Endişelenmeliyiz
İtalya maçına göre dün gece daha iyi ve daha kötü yaptığımız şeyler oldu. Polonya, İtalyan sertliğinde olmayıp temaslı oyunu çok tercih etmedi. Çalhanoğlu, Salih Özcan ve Orkun Kökçü ile merkezde rahat kalabildik. Ama oyunun tam göbeğindeki bu konfor alanını ilk 45'te çok verimli kullandığımızı söylemek mümkün değil.
Haberin Devamı ›
İtalya karşısında ön alan baskısını kırıp, faullerden kaçabildiğimizde boş alanları kullanmakta maharetliydik. Dün gece yerleşik Polonya savunmasında orta saha merkezini alabilsek de hücum alanlarında yeterli genişliği bulmak çok mümkün olmadı.

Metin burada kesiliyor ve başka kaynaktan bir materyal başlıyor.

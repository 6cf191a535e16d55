//! Check command - build a pipeline and report its stage signatures

use std::path::PathBuf;

use anyhow::{bail, Result};
use clap::Parser;
use serde::Serialize;

use opchain::{OperationCatalog, Pipeline, Settings, StageDescription};

use super::output::{format_stages, print_json};

#[derive(Parser, Debug)]
pub struct CheckCmd {
    /// Pipeline document (YAML or JSON)
    pub pipeline: PathBuf,

    /// Fail if any stage signature could not be fully resolved
    #[arg(long)]
    pub deny_unknown: bool,
}

#[derive(Serialize)]
struct CheckOutput<'a> {
    success: bool,
    name: Option<&'a str>,
    element: String,
    stages: &'a [StageDescription],
    unresolved: Vec<&'a str>,
}

impl CheckCmd {
    pub fn execute(&self, settings: &Settings, json_output: bool, verbose: bool) -> Result<()> {
        let pipeline = Pipeline::from_path(&self.pipeline, &OperationCatalog::builtin())?;
        let unresolved: Vec<&str> = pipeline
            .unknown_stages()
            .into_iter()
            .map(|stage| stage.stage.as_str())
            .collect();

        if settings.deny_unknown && !unresolved.is_empty() {
            bail!(
                "{}: unresolved signatures in {}",
                self.pipeline.display(),
                unresolved.join(", ")
            );
        }

        if json_output {
            return print_json(&CheckOutput {
                success: true,
                name: pipeline.name(),
                element: pipeline.element().to_string(),
                stages: pipeline.describe(),
                unresolved,
            });
        }

        match pipeline.name() {
            Some(name) => println!("Pipeline `{name}` OK"),
            None => println!("Pipeline {} OK", self.pipeline.display()),
        }
        println!("  element: {}", pipeline.element());
        print!("{}", format_stages(pipeline.describe(), verbose));
        if !unresolved.is_empty() {
            println!("{} stage(s) with unresolved signatures", unresolved.len());
        }
        Ok(())
    }
}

Burada senaryoyu değiştiren şey tabelanın havaya kalkması oldu. Özellikle Arda Güler ve Barış Alper'in girişiyle...
Alan yine dardı ama hızlı, doğru sertlikte ve çabuk paslarla boşluklar yaratır hale gelebildik.
Pozisyonları finalize edemesek bile rakibi çıkarmadan ya da ihtiyaçları olan pas alanını onlara vermeden, topu tekrar alarak atak devamlılığını sağladık.
Barış Alper'in golünden önceki ve sonraki 5 dakika içinde yapabildiklerimiz, olmasını arzuladığımız seviye.
Bu enerjik ve dinamik oyuncu topluluğundan 90 dakika olmasa bile turnuvada bu seviyede 10-15 dakikalık kesitler beklemek çok talepkar tavır olmaz.
Haberin Devamı ›
Yazının başında iyi ve kötü yaptığımız işlere işaret etmiştim. Hücumda her şeyi yapabileceğimizi test ettiğimiz bir maç oldu.
Sorun ise savunmada. İlk gol 'bireysel hata' diyelim. 90'da yediğimiz?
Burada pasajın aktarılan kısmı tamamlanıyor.